-- Task data follows --

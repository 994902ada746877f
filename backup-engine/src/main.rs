//! backupctl - operator entry points for the backup engine.

use anyhow::{Context, Result};
use backup_engine::{shutdown, utils, BackupConfig, BackupOrchestrator, HealthStatus};
use chrono::{DateTime, Utc};
use clap::{Parser, Subcommand};
use serde::Serialize;
use std::path::PathBuf;
use std::process::ExitCode;

#[derive(Parser, Debug)]
#[command(author, version, about, long_about = None)]
struct Args {
    /// Path to configuration file
    #[arg(short, long, value_name = "FILE", default_value = "/etc/backup/backup.toml")]
    config: PathBuf,

    /// Log level (trace, debug, info, warn, error)
    #[arg(short, long)]
    log_level: Option<String>,

    #[command(subcommand)]
    command: Command,
}

#[derive(Subcommand, Debug)]
enum Command {
    /// Take a full backup
    Full,
    /// Capture the change log since the previous backup
    Incremental,
    /// Restore a full backup
    Restore {
        id: String,
        /// Database to drop, recreate and restore into (default: the primary, in place)
        #[arg(long)]
        target: Option<String>,
    },
    /// Recover the state at an RFC 3339 timestamp
    Pitr {
        time: DateTime<Utc>,
        #[arg(long)]
        target: Option<String>,
    },
    /// Delete backups outside the retention window
    Cleanup,
    /// Verify a backup's checksum; full backups are also test-restored
    Verify { id: String },
    /// Print aggregate health
    Status,
    /// List all backups, newest first
    List,
}

#[tokio::main]
async fn main() -> Result<ExitCode> {
    let args = Args::parse();

    let config = BackupConfig::from_file(&args.config)
        .with_context(|| format!("loading {}", args.config.display()))?;

    let log_level = args.log_level.as_deref().unwrap_or(&config.log.level);
    utils::logger::init(log_level)?;

    tracing::info!("backupctl v{}", env!("CARGO_PKG_VERSION"));

    let orchestrator = BackupOrchestrator::from_config(config).await?;
    let watcher = shutdown::cancel_on_signal(orchestrator.cancellation());

    let code = run(&orchestrator, args.command).await;
    watcher.abort();
    code
}

async fn run(orchestrator: &BackupOrchestrator, command: Command) -> Result<ExitCode> {
    match command {
        Command::Full => print_json(&orchestrator.create_full_backup().await?)?,
        Command::Incremental => print_json(&orchestrator.create_incremental_backup().await?)?,
        Command::Restore { id, target } => {
            print_json(&orchestrator.restore_from_backup(&id, target.as_deref()).await?)?
        }
        Command::Pitr { time, target } => {
            print_json(&orchestrator.point_in_time_restore(time, target.as_deref()).await?)?
        }
        Command::Cleanup => print_json(&orchestrator.cleanup_old_backups().await?)?,
        Command::Verify { id } => {
            let ok = orchestrator.test_backup_integrity(&id).await?;
            println!("{}", if ok { "ok" } else { "FAILED" });
            if !ok {
                return Ok(ExitCode::FAILURE);
            }
        }
        Command::Status => {
            let status = orchestrator.get_backup_status().await;
            print_json(&status)?;
            if status.health_status == HealthStatus::Critical {
                return Ok(ExitCode::from(2));
            }
        }
        Command::List => {
            for record in orchestrator.list_backups().await? {
                println!(
                    "{:<40} {:<12} {:<8} {:>12} {}",
                    record.id,
                    record.backup_type,
                    if record.success { "ok" } else { "failed" },
                    record.size,
                    record.timestamp.to_rfc3339()
                );
            }
        }
    }
    Ok(ExitCode::SUCCESS)
}

fn print_json<T: Serialize>(value: &T) -> Result<()> {
    println!("{}", serde_json::to_string_pretty(value)?);
    Ok(())
}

-- Task data concluded --

### Task statement
Scan the data for lines with the word "Result". Report only how many there are.

### Reply to the task
4